Kicking target is the ear, the Jaw, the neck, the temple or behind the ear. Your
sense of a balance is critical for precision of movement. Inside Crescent kick travels in the
opposite direction of the outside Crescent kick, putting your foot right
above your head to the center line then step down inward. It should have be done
in one movement. Initially start with a low level in slow motion and gradually
increase the range of motion and speed. First stand straight with
the back muscles well aligned and secure the standing foot firmly on the
ground. Bring the kicking foot well above the face level and drop down at a
5 to 30 degree angle from the center line. The force will be at maximum when
your foot just passes the center line then it becomes nearly zero when the
foot hits the ground. Your arms may travel higher than any other kicks due
to the fact that the initial action force of the kicking is greater than
the other kicks. The position of the target for inside Crescent kick is at the face level in five to thirty degree angles depending on the level of your
precision or the angle of your kicking. The holder should hold the target away
from his or her face for safety. The kicker must adjust exact distance and
height of the target before kicking. Try to maximize the kicking force at the
moment of impact and reduce it to zero after the kick. Before you kick decide which target
to hit. When you kick bring your entire body slightly or completely toward the
opponent if you’re engaging in actual sparring. Ax kick is to chop straight down on the
target. This is one of the most deadly kicking techniques. Many competitors get
knocked out by this technique however it is relatively easy to practice if you
know how.
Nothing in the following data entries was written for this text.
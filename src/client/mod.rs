//! A minimal synchronous client session.
//!
//! The session builds frames with [`crate::packet`], hands them to a
//! [`Transport`] and waits a bounded time for whatever the broker answers.
//! It does not track acknowledgements.

mod config;
mod session;
mod transport;

pub use config::ClientConfig;
pub use session::{PublishOptions, Response, Session};
#[cfg(feature = "tcp")]
pub use transport::TcpTransport;
pub use transport::Transport;
use std::io;
use std::sync::Arc;

use bytes::Bytes;

use super::PacketType;
use crate::v5::Properties;
use crate::{
    write_bytes, write_string, write_u16, write_u8, Encodable, Error, Protocol, QoS, TopicName,
};

/// Connect packet body type.
///
/// The protocol level is not stored here, it comes from the [`Protocol`]
/// the packet is encoded with.
#[derive(Debug, Clone, PartialEq, Eq)]
pub struct Connect {
    /// Clean session (v3.1.1) or clean start (v5.0).
    pub clean_session: bool,
    pub keep_alive: u16,
    /// Only written under v5.0.
    pub properties: Properties,
    pub client_id: Arc<str>,
    pub last_will: Option<LastWill>,
    pub username: Option<Arc<str>>,
    pub password: Option<Bytes>,
}

impl Connect {
    pub fn new(client_id: &str, keep_alive: u16) -> Self {
        Connect {
            clean_session: true,
            keep_alive,
            properties: Properties::new(),
            client_id: client_id.into(),
            last_will: None,
            username: None,
            password: None,
        }
    }

    fn connect_flags(&self) -> u8 {
        let mut connect_flags: u8 = 0b00000000;
        if self.clean_session {
            connect_flags |= 0b10;
        }
        if self.username.is_some() {
            connect_flags |= 0b10000000;
        }
        if self.password.is_some() {
            connect_flags |= 0b01000000;
        }
        if let Some(last_will) = self.last_will.as_ref() {
            connect_flags |= 0b00000100;
            connect_flags |= (last_will.qos as u8) << 3;
            if last_will.retain {
                connect_flags |= 0b00100000;
            }
        }
        connect_flags
    }
}

impl Encodable for Connect {
    fn encode<W: io::Write>(&self, writer: &mut W, protocol: Protocol) -> Result<(), Error> {
        // MQTT-3.1.2-22, relaxed by v5.0
        if protocol == Protocol::MqttV311 && self.password.is_some() && self.username.is_none() {
            return Err(Error::PasswordWithoutUsername);
        }
        self.properties.validate(PacketType::Connect, protocol)?;

        protocol.encode(writer, protocol)?;
        write_u8(writer, self.connect_flags())?;
        write_u16(writer, self.keep_alive)?;
        self.properties.encode(writer, protocol)?;
        write_string(writer, &self.client_id)?;
        if let Some(last_will) = self.last_will.as_ref() {
            last_will.encode(writer, protocol)?;
        }
        if let Some(username) = self.username.as_ref() {
            write_string(writer, username)?;
        }
        if let Some(password) = self.password.as_ref() {
            write_bytes(writer, password.as_ref())?;
        }
        Ok(())
    }

    fn encode_len(&self, protocol: Protocol) -> usize {
        let mut length = protocol.encode_len(protocol);
        // flags + keep-alive
        length += 1 + 2;
        length += self.properties.encode_len(protocol);
        // client identifier
        length += 2 + self.client_id.len();
        if let Some(last_will) = self.last_will.as_ref() {
            length += last_will.encode_len(protocol);
        }
        if let Some(username) = self.username.as_ref() {
            length += 2 + username.len();
        }
        if let Some(password) = self.password.as_ref() {
            length += 2 + password.len();
        }
        length
    }
}

/// Message that the server should publish when the client disconnects.
///
/// Sent by the client in the [Connect] packet. [MQTT 3.1.3.3].
///
/// [MQTT 3.1.3.3]: http://docs.oasis-open.org/mqtt/mqtt/v3.1.1/os/mqtt-v3.1.1-os.html#_Toc398718031
#[derive(Debug, Clone, PartialEq, Eq)]
pub struct LastWill {
    pub qos: QoS,
    pub retain: bool,
    /// Will properties, only written under v5.0.
    pub properties: Properties,
    pub topic_name: TopicName,
    pub payload: Bytes,
}

impl LastWill {
    pub fn new<P: Into<Bytes>>(qos: QoS, topic_name: TopicName, payload: P) -> Self {
        LastWill {
            qos,
            retain: false,
            properties: Properties::new(),
            topic_name,
            payload: payload.into(),
        }
    }
}

impl Encodable for LastWill {
    fn encode<W: io::Write>(&self, writer: &mut W, protocol: Protocol) -> Result<(), Error> {
        if self.topic_name.is_empty() {
            return Err(Error::EmptyTopicName);
        }
        self.properties.validate_will(protocol)?;
        self.properties.encode(writer, protocol)?;
        write_string(writer, &self.topic_name)?;
        write_bytes(writer, self.payload.as_ref())?;
        Ok(())
    }

    fn encode_len(&self, protocol: Protocol) -> usize {
        self.properties.encode_len(protocol) + 4 + self.topic_name.len() + self.payload.len()
    }
}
First from fighting stance relax your shoulders bring your knee up
as you do the front kick then point your toe toward the opponent and snap the
bottom of the foot down at the face of the opponent. Raise your leg as high as
you can. When it reaches the maximum height drop the foot toward the target
and bounce your upper body slightly backward. Ideally the knee should touch the front side of the shoulder at the maximum height. To be successful with ax kick you need not only lower body flexibility but also upper body
flexibility. The target holder must grip the target firmly but lose enough to be flexible to absorb the kicking power. When you kick the target bend your knees
slightly before the impact and snap it straight down through the target rather
than at the target. The primary target for ax kick is the
face. It is a knockout technique hence dangerous and difficult. When you
get hit it shocks the brain causing dizziness or even concussion so use
extreme caution and care for application.